The keen golfer had been enjoying time on the green at Mt Maunganui Golf Club, but golf has been on hold since he began training for the half-ironman.

He knows every rise and bump in the base track around Mauao, and practises swimming on the Pilot Bay course.

Williams said he became inspired to do a half-ironman after watching the Taupo ironman last year.

"I thought 'gee, that's cool'. I was inspired by the guys finishing. Not so much the winners, who are fantastic, but the guys that are real plodders - the ones that take 14 to 15 hours to finish.

"I don't think I could ever spend 14 hours in an endurance event. This one's going to take me about seven - that's probably going to be my limit."

Williams started training seriously in September, though his training schedule went out the window when he was called to report on the Pike River Mine tragedy.

He had intended to swim the Auckland Harbour Crossing swim across the Waitemata on November 21, but instead found himself in Greymouth.

"I can't really say it was disappointing to miss the event when you consider what happened down there."

He stepped up his training to make up for lost time.

The week before Christmas, a typical training day was a four-hour bike ride and a two-hour run - which Williams admitted left him "pretty stuffed".

The training has been good for his waist-line - at his heaviest he weighed 94kg but is now 82kg, and his trouser size has dropped from 36 to 32.

"I eat as much as possible.
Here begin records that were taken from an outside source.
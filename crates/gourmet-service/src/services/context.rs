//! Service context - dependency container for services
//!
//! Holds the repositories, the media store and the shared helpers needed by services.

use std::sync::Arc;

use chrono_tz::Tz;
use gourmet_common::auth::JwtService;
use gourmet_core::traits::{
    CategoryRepository, MediaStore, PostRepository, ProfileRepository, RestaurantRepository,
    UserRepository,
};
use gourmet_core::{Snowflake, SnowflakeGenerator};

use super::error::{ServiceError, ServiceResult};
use crate::dto::Presenter;

/// Default upload limit when none is configured
const DEFAULT_MAX_UPLOAD_BYTES: usize = 20 * 1024 * 1024;

/// Service context containing all dependencies
///
/// This is the main dependency container that gets passed to all services.
/// It provides access to:
/// - Database repositories
/// - The media store for uploaded images and 3D models
/// - JWT service for authentication
/// - Snowflake generator for ID generation
#[derive(Clone)]
pub struct ServiceContext {
    // Repositories
    user_repo: Arc<dyn UserRepository>,
    profile_repo: Arc<dyn ProfileRepository>,
    post_repo: Arc<dyn PostRepository>,
    restaurant_repo: Arc<dyn RestaurantRepository>,
    category_repo: Arc<dyn CategoryRepository>,

    // Media
    media_store: Arc<dyn MediaStore>,
    max_upload_bytes: usize,

    // Services
    jwt_service: Arc<JwtService>,
    snowflake_generator: Arc<SnowflakeGenerator>,

    /// Time zone `created_on` dates are rendered in
    time_zone: Tz,
}

impl ServiceContext {
    /// Create a new service context with all dependencies
    #[allow(clippy::too_many_arguments)]
    pub fn new(
        user_repo: Arc<dyn UserRepository>,
        profile_repo: Arc<dyn ProfileRepository>,
        post_repo: Arc<dyn PostRepository>,
        restaurant_repo: Arc<dyn RestaurantRepository>,
        category_repo: Arc<dyn CategoryRepository>,
        media_store: Arc<dyn MediaStore>,
        jwt_service: Arc<JwtService>,
        snowflake_generator: Arc<SnowflakeGenerator>,
        time_zone: Tz,
        max_upload_bytes: usize,
    ) -> Self {
        Self {
            user_repo,
            profile_repo,
            post_repo,
            restaurant_repo,
            category_repo,
            media_store,
            max_upload_bytes,
            jwt_service,
            snowflake_generator,
            time_zone,
        }
    }

    // === Repositories ===

    /// Get the user repository
    pub fn user_repo(&self) -> &dyn UserRepository {
        self.user_repo.as_ref()
    }

    /// Get the profile repository
    pub fn profile_repo(&self) -> &dyn ProfileRepository {
        self.profile_repo.as_ref()
    }

    /// Get the post repository
    pub fn post_repo(&self) -> &dyn PostRepository {
        self.post_repo.as_ref()
    }

    /// Get the restaurant repository
    pub fn restaurant_repo(&self) -> &dyn RestaurantRepository {
        self.restaurant_repo.as_ref()
    }

    /// Get the category repository
    pub fn category_repo(&self) -> &dyn CategoryRepository {
        self.category_repo.as_ref()
    }

    // === Media ===

    /// Get the media store
    pub fn media_store(&self) -> &dyn MediaStore {
        self.media_store.as_ref()
    }

    /// Maximum size of a single uploaded file in bytes
    pub fn max_upload_bytes(&self) -> usize {
        self.max_upload_bytes
    }

    /// Renderer for entities carrying media paths and timestamps
    pub fn presenter(&self) -> Presenter<'_> {
        Presenter::new(self.media_store.as_ref(), self.time_zone)
    }

    // === Services ===

    /// Get the JWT service
    pub fn jwt_service(&self) -> &JwtService {
        self.jwt_service.as_ref()
    }

    /// Generate a new Snowflake ID
    pub fn generate_id(&self) -> Snowflake {
        self.snowflake_generator.generate()
    }

    pub fn time_zone(&self) -> Tz {
        self.time_zone
    }
}

impl std::fmt::Debug for ServiceContext {
    fn fmt(&self, f: &mut std::fmt::Formatter<'_>) -> std::fmt::Result {
        f.debug_struct("ServiceContext")
            .field("repositories", &"...")
            .field("media_store", &"MediaStore")
            .field("max_upload_bytes", &self.max_upload_bytes)
            .field("time_zone", &self.time_zone)
            .finish()
    }
}

/// Builder for creating ServiceContext with custom configuration
pub struct ServiceContextBuilder {
    user_repo: Option<Arc<dyn UserRepository>>,
    profile_repo: Option<Arc<dyn ProfileRepository>>,
    post_repo: Option<Arc<dyn PostRepository>>,
    restaurant_repo: Option<Arc<dyn RestaurantRepository>>,
    category_repo: Option<Arc<dyn CategoryRepository>>,
    media_store: Option<Arc<dyn MediaStore>>,
    jwt_service: Option<Arc<JwtService>>,
    snowflake_generator: Option<Arc<SnowflakeGenerator>>,
    time_zone: Tz,
    max_upload_bytes: usize,
}

impl ServiceContextBuilder {
    pub fn new() -> Self {
        Self {
            user_repo: None,
            profile_repo: None,
            post_repo: None,
            restaurant_repo: None,
            category_repo: None,
            media_store: None,
            jwt_service: None,
            snowflake_generator: None,
            time_zone: chrono_tz::Asia::Tokyo,
            max_upload_bytes: DEFAULT_MAX_UPLOAD_BYTES,
        }
    }

    pub fn user_repo(mut self, repo: Arc<dyn UserRepository>) -> Self {
        self.user_repo = Some(repo);
        self
    }

    pub fn profile_repo(mut self, repo: Arc<dyn ProfileRepository>) -> Self {
        self.profile_repo = Some(repo);
        self
    }

    pub fn post_repo(mut self, repo: Arc<dyn PostRepository>) -> Self {
        self.post_repo = Some(repo);
        self
    }

    pub fn restaurant_repo(mut self, repo: Arc<dyn RestaurantRepository>) -> Self {
        self.restaurant_repo = Some(repo);
        self
    }

    pub fn category_repo(mut self, repo: Arc<dyn CategoryRepository>) -> Self {
        self.category_repo = Some(repo);
        self
    }

    pub fn media_store(mut self, store: Arc<dyn MediaStore>) -> Self {
        self.media_store = Some(store);
        self
    }

    pub fn jwt_service(mut self, service: Arc<JwtService>) -> Self {
        self.jwt_service = Some(service);
        self
    }

    pub fn snowflake_generator(mut self, generator: Arc<SnowflakeGenerator>) -> Self {
        self.snowflake_generator = Some(generator);
        self
    }

    pub fn time_zone(mut self, time_zone: Tz) -> Self {
        self.time_zone = time_zone;
        self
    }

    pub fn max_upload_bytes(mut self, bytes: usize) -> Self {
        self.max_upload_bytes = bytes;
        self
    }

    /// Build the ServiceContext
    ///
    /// # Errors
    /// Returns `ServiceError::Validation` if any required dependency is missing
    pub fn build(self) -> ServiceResult<ServiceContext> {
        Ok(ServiceContext::new(
            self.user_repo.ok_or_else(|| ServiceError::validation("user_repo is required"))?,
            self.profile_repo.ok_or_else(|| ServiceError::validation("profile_repo is required"))?,
            self.post_repo.ok_or_else(|| ServiceError::validation("post_repo is required"))?,
            self.restaurant_repo.ok_or_else(|| ServiceError::validation("restaurant_repo is required"))?,
            self.category_repo.ok_or_else(|| ServiceError::validation("category_repo is required"))?,
            self.media_store.ok_or_else(|| ServiceError::validation("media_store is required"))?,
            self.jwt_service.ok_or_else(|| ServiceError::validation("jwt_service is required"))?,
            self.snowflake_generator
                .ok_or_else(|| ServiceError::validation("snowflake_generator is required"))?,
            self.time_zone,
            self.max_upload_bytes,
        ))
    }
}

impl Default for ServiceContextBuilder {
    fn default() -> Self {
        Self::new()
    }
}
I don't feel guilty at all about eating sweets or fatty things," he said.

But he follows the advice of a sports nutritionist on what to eat before and during a race.

Williams' hard work is not just for personal satisfaction - he is raising money for the cancer charity Look Good Feel Better.

His wife Cecile, who died of ovarian cancer in 1996, was supported by the organisation.

Williams has raised more than $5600 for the cause through his website

When he crosses the finish line on January 8, it's unlikely his next goal will be a full ironman.

"That's pretty much it. Maybe I will just keep going in terms of doing basic training to keep fit and keep in shape."